The position of Khan in Crimea was an elective monarchy and was picked by beys from four of the most noble families (also known as Qarachi beys: Argyns, Kipchaks, Shirins, and Baryns) at kurultai where the decision about a candidate was adopted.

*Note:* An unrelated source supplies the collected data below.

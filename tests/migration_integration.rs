//! Integration tests for the migration engine on real database files.
//!
//! These tests play the row-copy driver by hand: they move rows and drop
//! source tables on separate connections, then check what handles running
//! the migration stage see.

mod common;

use std::path::Path;
use std::sync::Arc;

use common::{FaultyHandle, Fixture, count};
use pretty_assertions::assert_eq;
use tidal::migrate::{MigrationConfig, MigrationSetting, schema_name_for};
use tidal::sqlite::{Handle, HandleConfig, SchemaOrigin, Statement};

fn same_database_setting(fixture: &Fixture) -> Arc<MigrationSetting> {
    Arc::new(
        MigrationSetting::builder(fixture.main_path())
            .table("msg", "old_msg")
            .expect("Failed to register table")
            .build(),
    )
}

fn seed_same_database(fixture: &Fixture) {
    fixture.run(
        "main.db",
        "CREATE TABLE msg (id INTEGER PRIMARY KEY, body TEXT);
         CREATE TABLE old_msg (id INTEGER PRIMARY KEY, body TEXT);
         INSERT INTO old_msg VALUES (1, 'a'), (2, 'b'), (3, 'c');
         INSERT INTO msg VALUES (4, 'd');",
    );
}

/// A view unions the rows still in the source with the migrated ones.
#[test]
fn test_view_unions_source_and_target() {
    let fixture = Fixture::new();
    seed_same_database(&fixture);
    let setting = same_database_setting(&fixture);
    let config = MigrationConfig::new(setting.clone());

    let mut handle = fixture.open_main();
    config.invoke(&mut handle).expect("Failed to invoke");

    assert!(handle.view_exists("temp", "msg").unwrap());
    assert_eq!(count(&handle, "msg"), 4);

    let ids: Vec<i64> = handle
        .query_column("SELECT id FROM msg ORDER BY id")
        .unwrap();
    assert_eq!(ids, vec![1, 2, 3, 4]);
    assert!(!setting.is_migrated("msg"));
}

/// Rows the driver moves stay visible exactly once.
#[test]
fn test_rows_visible_once_while_moving() {
    let fixture = Fixture::new();
    seed_same_database(&fixture);
    let config = MigrationConfig::new(same_database_setting(&fixture));

    let mut handle = fixture.open_main();
    config.invoke(&mut handle).unwrap();

    fixture.run_batch(
        "main.db",
        "INSERT INTO msg SELECT * FROM old_msg WHERE id <= 2;
         DELETE FROM old_msg WHERE id <= 2;",
    );

    assert_eq!(count(&handle, "msg"), 4);
    let physical: i64 = handle.query_scalar("SELECT count(*) FROM main.msg").unwrap();
    assert_eq!(physical, 3);
}

/// Once the source is gone the view is retired and the table is done.
#[test]
fn test_dropped_source_finishes_table() {
    let fixture = Fixture::new();
    seed_same_database(&fixture);
    let migrated = Arc::new(parking_lot::Mutex::new(Vec::new()));
    let setting = {
        let migrated = migrated.clone();
        Arc::new(
            MigrationSetting::builder(fixture.main_path())
                .table("msg", "old_msg")
                .unwrap()
                .on_migrated(move |info| migrated.lock().push(info.target_table().to_string()))
                .build(),
        )
    };
    let config = MigrationConfig::new(setting.clone());

    let mut handle = fixture.open_main();
    config.invoke(&mut handle).unwrap();

    fixture.run_batch(
        "main.db",
        "INSERT INTO msg SELECT * FROM old_msg;
         DROP TABLE old_msg;",
    );

    config.invoke(&mut handle).unwrap();

    assert!(setting.is_migrated("msg"));
    assert!(setting.is_all_migrated());
    assert!(!handle.view_exists("temp", "msg").unwrap());
    assert_eq!(count(&handle, "msg"), 4);
    assert_eq!(*migrated.lock(), vec!["msg".to_string()]);
}

/// A fresh handle on an already migrated database sees the physical table.
#[test]
fn test_handle_opened_after_completion() {
    let fixture = Fixture::new();
    fixture.run("main.db", "CREATE TABLE msg (id INTEGER PRIMARY KEY)");
    let setting = same_database_setting(&fixture);
    let config = MigrationConfig::new(setting.clone());

    let mut first = fixture.open_main();
    config.invoke(&mut first).unwrap();
    assert!(setting.is_migrated("msg"));

    let mut second = fixture.open_main();
    let before = second.stats();
    config.invoke(&mut second).unwrap();
    assert_eq!(second.stats().schema_changes, before.schema_changes);
    assert!(!second.view_exists("temp", "msg").unwrap());
}

/// Sources in another file are attached while needed and detached after.
#[test]
fn test_cross_database_attach_and_detach() {
    let fixture = Fixture::new();
    fixture.run(
        "legacy.db",
        "CREATE TABLE message (id INTEGER PRIMARY KEY, body TEXT);
         INSERT INTO message VALUES (1, 'a'), (2, 'b');",
    );
    fixture.run(
        "main.db",
        "CREATE TABLE message (id INTEGER PRIMARY KEY, body TEXT);
         INSERT INTO message VALUES (3, 'c');",
    );

    let legacy = fixture.path("legacy.db");
    let schema = schema_name_for(&legacy);
    let setting = Arc::new(
        MigrationSetting::builder(fixture.main_path())
            .table_from("message", "message", &legacy)
            .unwrap()
            .build(),
    );
    let config = MigrationConfig::new(setting.clone());

    let mut handle = fixture.open_main();
    config.invoke(&mut handle).unwrap();

    let attached = handle.attached_schemas().unwrap();
    assert_eq!(attached.len(), 1);
    assert_eq!(attached[&schema].origin, SchemaOrigin::Migration);
    assert_eq!(count(&handle, "message"), 3);

    // The driver finishes the table in the source file.
    fixture.run("legacy.db", "DROP TABLE message");

    config.invoke(&mut handle).unwrap();
    assert!(setting.is_migrated("message"));
    assert!(handle.attached_schemas().unwrap().is_empty());
    assert_eq!(count(&handle, "message"), 1);
}

/// The attached set converges: needed schemas are attached, stale engine
/// schemas are detached, application schemas are left alone.
#[test]
fn test_attach_set_converges() {
    let fixture = Fixture::new();
    for (file, table) in [("a.db", "alpha"), ("b.db", "beta")] {
        fixture.run(file, &format!("CREATE TABLE {} (id INTEGER PRIMARY KEY)", table));
        fixture.run("main.db", &format!("CREATE TABLE {} (id INTEGER PRIMARY KEY)", table));
    }
    fixture.run("c.db", "CREATE TABLE app (id INTEGER PRIMARY KEY)");
    fixture.run("d.db", "CREATE TABLE gone (id INTEGER PRIMARY KEY)");

    let setting = Arc::new(
        MigrationSetting::builder(fixture.main_path())
            .table_from("alpha", "alpha", fixture.path("a.db"))
            .unwrap()
            .table_from("beta", "beta", fixture.path("b.db"))
            .unwrap()
            .build(),
    );
    let config = MigrationConfig::new(setting);

    let stale = format!("{}deadbeefdeadbeef", tidal::migrate::SCHEMA_PREFIX);
    let mut handle = fixture.open_main();
    handle
        .execute(&Statement::attach(
            fixture.path("c.db").to_str().unwrap(),
            "app_c",
        ))
        .unwrap();
    handle
        .attach(
            fixture.path("d.db").to_str().unwrap(),
            &stale,
            SchemaOrigin::Migration,
        )
        .unwrap();

    config.invoke(&mut handle).unwrap();

    let mut names: Vec<String> = handle.attached_schemas().unwrap().into_keys().collect();
    names.sort();
    let mut expected = vec![
        "app_c".to_string(),
        schema_name_for(&fixture.path("a.db")),
        schema_name_for(&fixture.path("b.db")),
    ];
    expected.sort();
    assert_eq!(names, expected);
}

/// Invoking twice changes nothing the second time.
#[test]
fn test_invoke_is_idempotent() {
    let fixture = Fixture::new();
    seed_same_database(&fixture);
    fixture.run("legacy.db", "CREATE TABLE contact (id INTEGER PRIMARY KEY)");
    fixture.run("main.db", "CREATE TABLE contact (id INTEGER PRIMARY KEY)");

    let setting = Arc::new(
        MigrationSetting::builder(fixture.main_path())
            .table("msg", "old_msg")
            .unwrap()
            .table_from("contact", "contact", fixture.path("legacy.db"))
            .unwrap()
            .build(),
    );
    let config = MigrationConfig::new(setting);

    let mut handle = fixture.open_main();
    config.invoke(&mut handle).unwrap();
    let first = handle.stats();
    assert!(first.schema_changes > 0);

    config.invoke(&mut handle).unwrap();
    assert_eq!(handle.stats().schema_changes, first.schema_changes);
    assert_eq!(count(&handle, "msg"), 4);
}

/// A sibling handle drops its view once another handle finished the table.
#[test]
fn test_sibling_view_retired() {
    let fixture = Fixture::new();
    seed_same_database(&fixture);
    let migrated = Arc::new(parking_lot::Mutex::new(0));
    let setting = {
        let migrated = migrated.clone();
        Arc::new(
            MigrationSetting::builder(fixture.main_path())
                .table("msg", "old_msg")
                .unwrap()
                .on_migrated(move |_| *migrated.lock() += 1)
                .build(),
        )
    };
    let config = MigrationConfig::new(setting.clone());

    let mut first = fixture.open_main();
    let mut second = fixture.open_main();
    config.invoke(&mut first).unwrap();
    config.invoke(&mut second).unwrap();
    assert!(second.view_exists("temp", "msg").unwrap());

    fixture.run("main.db", "DROP TABLE old_msg");

    config.invoke(&mut first).unwrap();
    assert!(setting.is_migrated("msg"));
    assert!(second.view_exists("temp", "msg").unwrap());

    config.invoke(&mut second).unwrap();
    assert!(!second.view_exists("temp", "msg").unwrap());
    assert_eq!(count(&second, "msg"), 1);
    assert_eq!(*migrated.lock(), 1);
}

/// A failure while retiring views rolls back every drop and marks nothing.
#[test]
fn test_retirement_is_atomic() {
    let fixture = Fixture::new();
    fixture.run(
        "main.db",
        "CREATE TABLE t1 (id INTEGER PRIMARY KEY);
         CREATE TABLE s1 (id INTEGER PRIMARY KEY);
         CREATE TABLE t2 (id INTEGER PRIMARY KEY);
         CREATE TABLE s2 (id INTEGER PRIMARY KEY);",
    );
    let setting = Arc::new(
        MigrationSetting::builder(fixture.main_path())
            .table("t1", "s1")
            .unwrap()
            .table("t2", "s2")
            .unwrap()
            .build(),
    );
    let config = MigrationConfig::new(setting.clone());

    let mut handle = FaultyHandle::new(fixture.open_main());
    config.invoke(&mut handle).unwrap();
    assert!(handle.view_exists("temp", "t1").unwrap());
    assert!(handle.view_exists("temp", "t2").unwrap());

    fixture.run("main.db", "DROP TABLE s1; DROP TABLE s2;");

    handle.fail_dropping("t2");
    assert!(config.invoke(&mut handle).is_err());
    assert!(!setting.is_migrated("t1"));
    assert!(!setting.is_migrated("t2"));
    assert!(handle.view_exists("temp", "t1").unwrap());
    assert!(handle.inner().connection().is_autocommit());

    handle.heal();
    config.invoke(&mut handle).unwrap();
    assert!(setting.is_all_migrated());
    assert!(!handle.view_exists("temp", "t1").unwrap());
    assert!(!handle.view_exists("temp", "t2").unwrap());
}

/// A failure while creating views rolls back every view of the pass.
#[test]
fn test_view_creation_is_atomic() {
    let fixture = Fixture::new();
    fixture.run(
        "main.db",
        "CREATE TABLE t1 (id INTEGER PRIMARY KEY);
         CREATE TABLE s1 (id INTEGER PRIMARY KEY);
         CREATE TABLE t2 (id INTEGER PRIMARY KEY);
         CREATE TABLE s2 (id INTEGER PRIMARY KEY);",
    );
    let setting = Arc::new(
        MigrationSetting::builder(fixture.main_path())
            .table("t1", "s1")
            .unwrap()
            .table("t2", "s2")
            .unwrap()
            .build(),
    );
    let config = MigrationConfig::new(setting.clone());

    let mut handle = FaultyHandle::new(fixture.open_main());
    handle.fail_creating("t2");
    assert!(config.invoke(&mut handle).is_err());
    assert!(!handle.view_exists("temp", "t1").unwrap());
    assert!(!handle.view_exists("temp", "t2").unwrap());
    assert!(handle.inner().connection().is_autocommit());
    assert_eq!(setting.pending_tables(), vec!["t1", "t2"]);

    handle.heal();
    config.invoke(&mut handle).unwrap();
    assert!(handle.view_exists("temp", "t1").unwrap());
    assert!(handle.view_exists("temp", "t2").unwrap());
}

/// The unioned view is read-only; writes address the physical tables.
#[test]
fn test_writes_through_physical_names() {
    let fixture = Fixture::new();
    seed_same_database(&fixture);
    let setting = same_database_setting(&fixture);
    let config = MigrationConfig::new(setting.clone());

    let mut handle = fixture.open_main();
    config.invoke(&mut handle).unwrap();
    assert!(
        handle
            .execute(&Statement::raw("INSERT INTO msg VALUES (9, 'z')"))
            .is_err()
    );

    let info = setting.shared_lock().read().info("msg").cloned().unwrap();
    for sql in [
        format!("INSERT INTO {} VALUES (9, 'z')", info.physical_target()),
        format!("DELETE FROM {} WHERE id = 1", info.physical_source()),
        format!("UPDATE {} SET body = 'x' WHERE id = 2", info.physical_source()),
        format!("UPDATE {} SET body = 'y' WHERE id = 4", info.physical_target()),
    ] {
        handle.execute(&Statement::raw(sql)).unwrap();
    }

    let ids: Vec<i64> = handle.query_column("SELECT id FROM msg ORDER BY id").unwrap();
    assert_eq!(ids, vec![2, 3, 4, 9]);
    let bodies: Vec<String> = handle
        .query_column("SELECT body FROM msg WHERE id IN (2, 4) ORDER BY id")
        .unwrap();
    assert_eq!(bodies, vec!["x".to_string(), "y".to_string()]);
}

/// Schema names are derived from the normalized source path.
#[test]
fn test_schema_name_ignores_path_spelling() {
    let fixture = Fixture::new();
    let plain = fixture.path("legacy.db");
    let dotted = fixture.path("sub/../legacy.db");
    assert_eq!(
        schema_name_for(&plain),
        schema_name_for(&dotted),
    );
    assert!(schema_name_for(Path::new("/x.db")).starts_with(tidal::migrate::SCHEMA_PREFIX));
}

The newly elected Khan was raised on a white felt sheet and over him were read Islamic prayers, after that the Khan was triumphantly enthroned.

==List==

The following is the chronological table of reigns of Khans of the Crimean Khanate from the Giray dynasty:

| Date of Reign | Name | Notes |
| 1441–1456 | Hacı I Giray | first reign |
| 1456 | Haydar |  |
| 1456–1466 | Hacı I Giray | second reign |
| 1466–1468 | Nur Devlet | first reign |
| 1468–1474 | Meñli I Giray | first reign |
| 1474–1475 | Nur Devlet | second reign |
| 1475–1476 | Meñli I Giray | second reign |
| 1476–1477 | dynasty dismissed from power |  |
| 1477 | Nur Devlet | third reign |
| 1478–1514 | Meñli I Giray | third reign |
| 1514–1523 | Mehmed I Giray |  |
| 1523–1524 | Ğazı I Giray |  |
| 1524–1532 | Saadet I Girai |  |
| 1532 | İslâm I Giray |  |
| 1532–1551 | Sahib I Giray |  |
| 1551–1577 | Devlet I Giray |  |
| 1577–1584 | Mehmed II Giray |  |
| 1584 | Saadet II Giray |  |
| 1584–1588 | İslâm II Giray |  |
| 1588–1596 | Ğazı II Giray | first reign |
| 1596 | Fetih I Giray |  |
| 1596–1607 | Ğazı II Giray | second reign |
| 1607–1608 | Toqtamış Giray |  |
| 1608–1610 | Selâmet I Giray |  |
| 1610–1623 | Canibek Giray | first reign |
| 1623–1628 | Mehmed III Giray | † |
| 1628–1635 | Canibek Giray | second reign |
| 1635–1637 | İnayet Giray |  |
| 1637–1641 | Bahadır I Giray |  |
| 1641–1644 | Mehmed IV Giray | first reign |
| 1644–1654 | İslâm III Giray |  |
| 1654–1666 | Mehmed IV Giray | second reign |
| 1666–1671 | Adil Giray |  |
| 1671–1678 | Selim I Giray | first reign |
| 1678–1683 | Murad Giray |  |
| 1683–1684 | Haci II Giray |  |
| 1684–1691 | Selim I Giray | second reign |
| 1691 | Saadet III Giray |  |
| 1691–1692 | Safa Giray |  |
| 1692–1699 | Selim I Giray | third reign |
| 1699–1702 | Devlet II Giray | first reign |
| 1702–1704 | Selim I Giray | fourth reign |
| 1704–1707 | Ğazı III Giray |  |
| 1707–1708 | Qaplan I Giray | first reign |
| 1709–1713 | Devlet II Giray | second reign |
| 1713–1715 | Qaplan I Giray | second reign |
| 1716–1717 | Devlet III Giray |  |
| 1717–1724 | Saadet IV Giray |  |
| 1724–1730 | Meñli II Giray | first reign |
| 1730–1736 | Qaplan I Giray | third reign |
| 1736–1737 | Fetih II Giray |  |
| 1737–1740 | Meñli II Giray | second reign |
| 1740–1743 | Selâmet II Giray |  |
| 1743–1748 | Selim II Giray |  |
| 1748–1756 | Arslan Giray | first reign |
| 1756–1758 | Halim Giray |  |
| 1758–1764 | Qırım Giray | first reign |
| 1765–1767 | Selim III Giray | first reign |
| 1767 | Arslan Giray | second reign |
| 1767–1768 | Maqsud Giray |  |
| 1768–1769 | Qırım Giray | second reign |
| 1769–1770 | Devlet IV Giray | first reign |
| 1770 | Qaplan II Giray |  |
| 1770–1771 | Selim III Giray | second reign |
| 1771–1775 | Sahib II Giray | † |
| 1775–1777 | Devlet IV Giray | second reign |
| 1777–1782 | Şahin Giray | first reign |
| 1782 | Bahadır II Giray |  |
| 1782–1783 | Şahin Giray | second reign |
† The reigns of Canibek Giray in 1624 and of Maqsud Giray in 1771–1772 are not listed. Though these khans were formally appointed by Ottoman sultans they did not reach the throne and did not rule Crimea. In the years mentioned, the authority in the Crimean Khanate was exercised by Mehmed III Giray and Sahib II Giray correspondingly.